== Data for the task

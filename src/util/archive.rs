//! Tarball helpers shared by the catalog backends and the rootfs builder.

use std::io::{Cursor, Read, Write};
use std::path::{Component, Path, PathBuf};

use anyhow::{bail, Context, Result};
use flate2::read::GzDecoder;
use flate2::write::GzEncoder;
use flate2::{Compression, GzBuilder};
use walkdir::WalkDir;

/// Returns true when `data` starts with the gzip magic.
pub fn is_gzip(data: &[u8]) -> bool {
    data.len() >= 2 && data[0] == 0x1f && data[1] == 0x8b
}

/// Open a tar stream over `data`, transparently un-gzipping it.
pub fn tar_reader(data: &[u8]) -> tar::Archive<Box<dyn Read + '_>> {
    let reader: Box<dyn Read + '_> = if is_gzip(data) {
        Box::new(GzDecoder::new(Cursor::new(data)))
    } else {
        Box::new(Cursor::new(data))
    };
    tar::Archive::new(reader)
}

/// Extract a (possibly gzipped) tarball into `dest`.
///
/// The first `strip` path components of every entry are dropped, so
/// `musl-1.2.3/src/a.c` with `strip = 1` lands at `dest/src/a.c`. Entries
/// that would escape `dest` are rejected.
pub fn extract_tarball(data: &[u8], dest: &Path, strip: usize) -> Result<()> {
    std::fs::create_dir_all(dest)
        .with_context(|| format!("failed to create destination directory: {}", dest.display()))?;

    let mut archive = tar_reader(data);
    for entry in archive.entries().context("failed to read tarball entries")? {
        let mut entry = entry.context("failed to read tarball entry")?;
        let entry_path = entry.path().context("failed to get entry path")?.into_owned();

        let Some(relative) = strip_components(&entry_path, strip)? else {
            continue;
        };
        let output_path = dest.join(&relative);

        if let Some(parent) = output_path.parent() {
            std::fs::create_dir_all(parent)
                .with_context(|| format!("failed to create directory: {}", parent.display()))?;
        }

        let entry_type = entry.header().entry_type();
        match entry_type {
            tar::EntryType::Directory => {
                std::fs::create_dir_all(&output_path).with_context(|| {
                    format!("failed to create directory: {}", output_path.display())
                })?;
            }
            tar::EntryType::Regular
            | tar::EntryType::Continuous
            | tar::EntryType::Link
            | tar::EntryType::Symlink => {
                entry.unpack(&output_path).with_context(|| {
                    format!("failed to extract file: {}", output_path.display())
                })?;
            }
            _ => {
                tracing::debug!(
                    "Skipping unsupported entry type {:?}: {}",
                    entry_type,
                    entry_path.display()
                );
            }
        }
    }

    Ok(())
}

/// Drop the first `strip` components of `path`; `None` when nothing remains.
fn strip_components(path: &Path, strip: usize) -> Result<Option<PathBuf>> {
    let mut out = PathBuf::new();
    let mut skipped = 0;
    for component in path.components() {
        match component {
            Component::Normal(part) => {
                if skipped < strip {
                    skipped += 1;
                } else {
                    out.push(part);
                }
            }
            Component::CurDir => {}
            _ => bail!("tarball entry escapes destination directory: {}", path.display()),
        }
    }
    Ok((!out.as_os_str().is_empty()).then_some(out))
}

/// Write `dir` as a gzipped tarball with sorted entries and zeroed times.
pub fn pack_tar_gz(dir: &Path, out: &mut impl Write) -> Result<()> {
    let encoder = GzBuilder::new().mtime(0).write(out, Compression::default());
    let mut builder = tar::Builder::new(encoder);

    for entry in WalkDir::new(dir).min_depth(1).sort_by_file_name() {
        let entry = entry.with_context(|| format!("failed to walk {}", dir.display()))?;
        let relative = entry
            .path()
            .strip_prefix(dir)
            .with_context(|| format!("path outside of {}", dir.display()))?;

        let mut header = tar::Header::new_gnu();
        header.set_mtime(0);
        header.set_uid(0);
        header.set_gid(0);

        if entry.file_type().is_dir() {
            header.set_entry_type(tar::EntryType::Directory);
            header.set_mode(0o755);
            header.set_size(0);
            builder
                .append_data(&mut header, relative, std::io::empty())
                .with_context(|| format!("failed to add {}", relative.display()))?;
        } else if entry.file_type().is_file() {
            let data = std::fs::read(entry.path())
                .with_context(|| format!("failed to read {}", entry.path().display()))?;
            header.set_entry_type(tar::EntryType::Regular);
            header.set_mode(file_mode(entry.path()));
            header.set_size(data.len() as u64);
            builder
                .append_data(&mut header, relative, data.as_slice())
                .with_context(|| format!("failed to add {}", relative.display()))?;
        }
    }

    let encoder: GzEncoder<_> = builder.into_inner().context("failed to finish tarball")?;
    encoder.finish().context("failed to finish gzip stream")?;
    Ok(())
}

#[cfg(unix)]
fn file_mode(path: &Path) -> u32 {
    use std::os::unix::fs::PermissionsExt;
    std::fs::metadata(path)
        .map(|m| m.permissions().mode() & 0o777)
        .unwrap_or(0o644)
}

#[cfg(not(unix))]
fn file_mode(_path: &Path) -> u32 {
    0o644
}
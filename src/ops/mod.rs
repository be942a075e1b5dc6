//! High-level operations.
//!
//! Each operation loads what it needs from a working directory and drives
//! the library. Collaborators that touch the network, spawn processes or
//! ask the user are passed in, so the binary wires real ones and tests
//! wire mocks.

pub mod build;
pub mod pkg;
pub mod pull;
pub mod rootfs;
pub mod source;
pub mod update;

use std::io::IsTerminal;

use crate::scheduler::ProcessOptions;
use crate::util::prompt::{Prompter, TerminalPrompter};
use crate::util::Config;

pub use build::{build, BuildOutcome};
pub use pkg::{package, PackageOutcome};
pub use pull::{host_architecture, host_platform, pull, PullRequest};
pub use rootfs::{build_rootfs, RootfsRequest};
pub use source::{add_source, list_sources, remove_source};
pub use update::update;

/// Who to ask when a choice is ambiguous, or `None` when prompting is off.
///
/// Prompting is also off when stdin is not a terminal.
pub fn prompter(no_prompt: bool, config: &Config) -> Option<&'static dyn Prompter> {
    if no_prompt || config.no_prompt || !std::io::stdin().is_terminal() {
        None
    } else {
        Some(&TerminalPrompter)
    }
}

/// Scheduler settings from the configuration and command-line flags.
pub fn process_options(
    config: &Config,
    no_parallel: bool,
    jobs: Option<usize>,
    is_terminal: bool,
) -> ProcessOptions {
    ProcessOptions {
        parallel: !no_parallel && config.parallel(),
        fail_fast: true,
        render: config.render_fancy(is_terminal),
        jobs: jobs.or(config.build.jobs),
    }
}
//! Manifest catalog: TOML index files listing where each component lives.
//!
//! An index is a list of `[[package]]` tables:
//!
//! ```toml
//! [[package]]
//! name = "musl"
//! version = "stable"
//! type = "lib"
//!
//! [package.origin]
//! git = "https://github.com/unikraft/lib-musl.git"
//! rev = "stable"
//! ```
//!
//! An origin is a `git` repository (optionally pinned by `rev`), a
//! `tarball` URL (optionally checked against `sha256`), or a `path`
//! relative to a local index. The local view of the catalog is the set of
//! index copies under `<cache>/manifests`; `update` refreshes them.

use std::path::{Path, PathBuf};
use std::sync::Mutex;
use std::time::Duration;

use anyhow::{bail, Context, Result};
use git2::ResetType;
use serde::Deserialize;
use url::Url;

use crate::catalog::manager::{PackOptions, PackageManager, PullOptions};
use crate::catalog::query::CatalogQuery;
use crate::core::component::ComponentType;
use crate::core::errors::KraftError;
use crate::core::kconfig::KConfig;
use crate::core::package::Package;
use crate::core::target::Target;
use crate::util::archive::extract_tarball;
use crate::util::fs::{copy_dir_all, remove_dir_all_if_exists, resolve_against, write_atomic};
use crate::util::hash::{sha256_bytes, sha256_str};

pub const FORMAT: &str = "manifest";

#[derive(Debug, Default, Deserialize)]
struct IndexFile {
    #[serde(default, rename = "package")]
    packages: Vec<IndexEntry>,
}
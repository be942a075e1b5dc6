//! Dependency resolution: find what a project is missing and fetch it.
//!
//! Resolution never backtracks. Each missing component becomes one catalog
//! lookup that must yield exactly one package (or a human choice among
//! several); the chosen packages are then pulled in one fetch phase.
//!
//! Lookups run as a search phase and pulls as an action phase on a fresh
//! [`ProcessModel`], so both honour the parallelism, fail-fast and
//! cancellation settings in [`ResolveOptions`].

use std::path::{Path, PathBuf};
use std::sync::Mutex;

use anyhow::Result;

use crate::catalog::policy::{choose_one, search};
use crate::catalog::{CatalogQuery, PackageManager, PullOptions};
use crate::core::errors::KraftError;
use crate::core::kraftfile::find_kraftfile;
use crate::core::{Component, Package, Project, Target};
use crate::scheduler::{CancelToken, Phase, ProcessModel, ProcessOptions, UnitOutcome, WorkUnit};
use crate::util::prompt::Prompter;

/// Settings for one resolution run.
#[derive(Clone)]
pub struct ResolveOptions<'a> {
    /// Re-fetch components that are already on disk.
    pub force_pull: bool,
    /// Reuse previously downloaded archives.
    pub use_cache: bool,
    /// Who to ask when a lookup is ambiguous. `None` makes ambiguity an error.
    pub prompter: Option<&'a dyn Prompter>,
    pub process: ProcessOptions,
    pub cancel: CancelToken,
}

impl Default for ResolveOptions<'_> {
    fn default() -> Self {
        ResolveOptions {
            force_pull: false,
            use_cache: true,
            prompter: None,
            process: ProcessOptions::default(),
            cancel: CancelToken::new(),
        }
    }
}

/// A catalog lookup for one named subject.
#[derive(Debug, Clone)]
pub struct Lookup {
    /// How the subject is named in errors, e.g. `lib/musl:stable`.
    pub label: String,
    pub query: CatalogQuery,
}

/// A package chosen for a subject, and where it goes.
#[derive(Debug, Clone)]
pub struct FetchItem {
    pub label: String,
    pub package: Package,
    pub destination: PathBuf,
}

/// What a resolution (or a best-effort fetch) did.
#[derive(Debug, Default)]
pub struct Resolution {
    pub fetched: Vec<Package>,
    /// Subjects dropped in best-effort mode.
    pub skipped: Vec<String>,
}

pub struct DependencyResolver<'a> {
    catalog: &'a dyn PackageManager,
    options: ResolveOptions<'a>,
}

impl<'a> DependencyResolver<'a> {
    pub fn new(catalog: &'a dyn PackageManager, options: ResolveOptions<'a>) -> Self {
        DependencyResolver { catalog, options }
    }

    fn model(&self) -> ProcessModel {
        ProcessModel::new(self.options.process.clone()).with_cancel(self.options.cancel.clone())
    }

    /// Bring every declared component of `project` onto disk.
    ///
    /// A declared template is resolved first and merged into the project,
    /// so the components it contributes are resolved too.
    pub fn resolve(&self, project: &mut Project, targets: &[Target]) -> Result<Resolution> {
        let mut resolution = Resolution::default();

        if let Some(template) = project.template.clone() {
            if template.needs_fetch(self.options.force_pull) {
                let fetched = self.fetch_components(&project.workdir, &[&template], targets)?;
                resolution.fetched.extend(fetched.fetched);
                resolution.skipped.extend(fetched.skipped);
            }
            self.merge_template(project, &template)?;
        }

        let missing: Vec<&Component> = project
            .components()
            .into_iter()
            .filter(|c| c.needs_fetch(self.options.force_pull))
            .collect();
        if missing.is_empty() {
            tracing::debug!("all components of {} are present", project.name);
            return Ok(resolution);
        }

        let fetched = self.fetch_components(&project.workdir, &missing, targets)?;
        resolution.fetched.extend(fetched.fetched);
        resolution.skipped.extend(fetched.skipped);
        Ok(resolution)
    }

    fn merge_template(&self, project: &mut Project, template: &Component) -> Result<()> {
        if find_kraftfile(&template.path).is_none() {
            tracing::warn!(
                "template {} has no Kraftfile at {}",
                template.label(),
                template.path.display()
            );
            return Ok(());
        }
        let loaded = Project::load(&template.path)?;
        tracing::debug!("merging template {} into {}", template.label(), project.name);
        project.merge_template(loaded);
        Ok(())
    }

    fn fetch_components(
        &self,
        workdir: &Path,
        components: &[&Component],
        targets: &[Target],
    ) -> Result<Resolution> {
        let lookups = components
            .iter()
            .map(|c| Lookup {
                label: c.label(),
                query: query_for(c, targets),
            })
            .collect();
        let (found, skipped) = self.lookup(lookups)?;

        let items = found
            .into_iter()
            .filter_map(|(label, package)| {
                let component = components.iter().find(|c| c.label() == label)?;
                Some(FetchItem {
                    label,
                    package,
                    destination: component.path.clone(),
                })
            })
            .collect();

        let mut resolution = self.fetch(workdir, items)?;
        resolution.skipped.splice(0..0, skipped);
        Ok(resolution)
    }

    /// Run `lookups` as one search phase and pick one package for each.
    ///
    /// Returns the choices and, in best-effort mode, the labels of lookups
    /// that failed.
    pub fn lookup(&self, lookups: Vec<Lookup>) -> Result<(Vec<(String, Package)>, Vec<String>)> {
        let results: Mutex<Vec<Option<Vec<Package>>>> = Mutex::new(vec![None; lookups.len()]);

        let mut phase = Phase::search("searching");
        for (index, lookup) in lookups.iter().enumerate() {
            let results = &results;
            let catalog = self.catalog;
            phase.push(WorkUnit::new(lookup.label.clone(), move |ctx| {
                ctx.check_cancelled()?;
                let candidates = search(catalog, &lookup.query)?;
                if candidates.is_empty() {
                    return Err(KraftError::ResolutionNotFound {
                        component: lookup.label.clone(),
                    }
                    .into());
                }
                ctx.report(1.0);
                if let Ok(mut results) = results.lock() {
                    results[index] = Some(candidates);
                }
                Ok(())
            }));
        }

        let report = self.model().run(phase)?;
        let mut skipped = Vec::new();
        for (name, err) in report.failures() {
            tracing::warn!("skipping {}: {:#}", name, err);
            skipped.push(name.to_string());
        }

        let results = results.into_inner().unwrap_or_else(|e| e.into_inner());
        let mut found = Vec::new();
        for (lookup, candidates) in lookups.into_iter().zip(results) {
            let Some(candidates) = candidates else {
                continue;
            };
            let package = choose_one(candidates, &lookup.label, self.options.prompter)?;
            tracing::debug!("{} resolved to {}", lookup.label, package);
            found.push((lookup.label, package));
        }
        Ok((found, skipped))
    }

    /// Pull every item as one fetch phase.
    pub fn fetch(&self, workdir: &Path, items: Vec<FetchItem>) -> Result<Resolution> {
        if items.is_empty() {
            return Ok(Resolution::default());
        }

        let mut phase = Phase::action("pulling");
        for item in &items {
            let catalog = self.catalog;
            let use_cache = self.options.use_cache;
            phase.push(WorkUnit::new(item.label.clone(), move |ctx| {
                let opts = PullOptions::new(workdir)
                    .use_cache(use_cache)
                    .destination(&item.destination)
                    .cancel(ctx.cancel_token().clone())
                    .progress(ctx.progress().clone());
                catalog.pull(&item.package, &opts)
            }));
        }

        let report = self.model().run(phase)?;
        let mut resolution = Resolution::default();
        for (item, unit) in items.into_iter().zip(report.units.iter()) {
            match &unit.outcome {
                UnitOutcome::Succeeded => resolution.fetched.push(item.package),
                UnitOutcome::Failed(err) => {
                    tracing::warn!("could not pull {}: {:#}", item.label, err);
                    resolution.skipped.push(item.label);
                }
                UnitOutcome::Skipped => resolution.skipped.push(item.label),
            }
        }
        Ok(resolution)
    }
}

/// The query for a declared component. Platform and architecture hints are
/// only added when a single target is being resolved.
pub fn query_for(component: &Component, targets: &[Target]) -> CatalogQuery {
    let query = CatalogQuery::for_component(component);
    match targets {
        [target] => query
            .with_architecture(&target.architecture)
            .with_platform(&target.platform),
        _ => query,
    }
}
//! A Dockerfile rootfs packaged on top of a prebuilt runtime.

use anyhow::Result;

use crate::builder::dockerfile::{runtime_or_default, DEFAULT_RUNTIME};
use crate::core::{Capability, Component, ComponentType};
use crate::packager::runtime::pack_runtime;
use crate::packager::{PackContext, Packager, Packed};
use crate::rootfs::dockerfile::is_dockerfile;

pub struct DockerfilePackager;

impl Packager for DockerfilePackager {
    fn name(&self) -> &'static str {
        "dockerfile"
    }

    fn capable(&self, ctx: &PackContext<'_>) -> Capability {
        Capability::when(ctx.rootfs_spec().is_some_and(is_dockerfile), || {
            "rootfs is not a Dockerfile".to_string()
        })
    }

    fn pack(&self, ctx: &PackContext<'_>) -> Result<Packed> {
        // A runtime given or declared is taken by the runtime packager first.
        let runtime = match &ctx.project {
            Some(project) => runtime_or_default(project),
            None => {
                let (name, version) = DEFAULT_RUNTIME;
                Component::new(&ctx.workdir, ComponentType::Runtime, name, version, None)
            }
        };
        tracing::info!("packaging Dockerfile rootfs on {}", runtime.label());
        pack_runtime(ctx, &runtime)
    }
}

====

- Work item: In the entries above, count every line containing the word "WalkDir". Write only the total.

- Response below: 2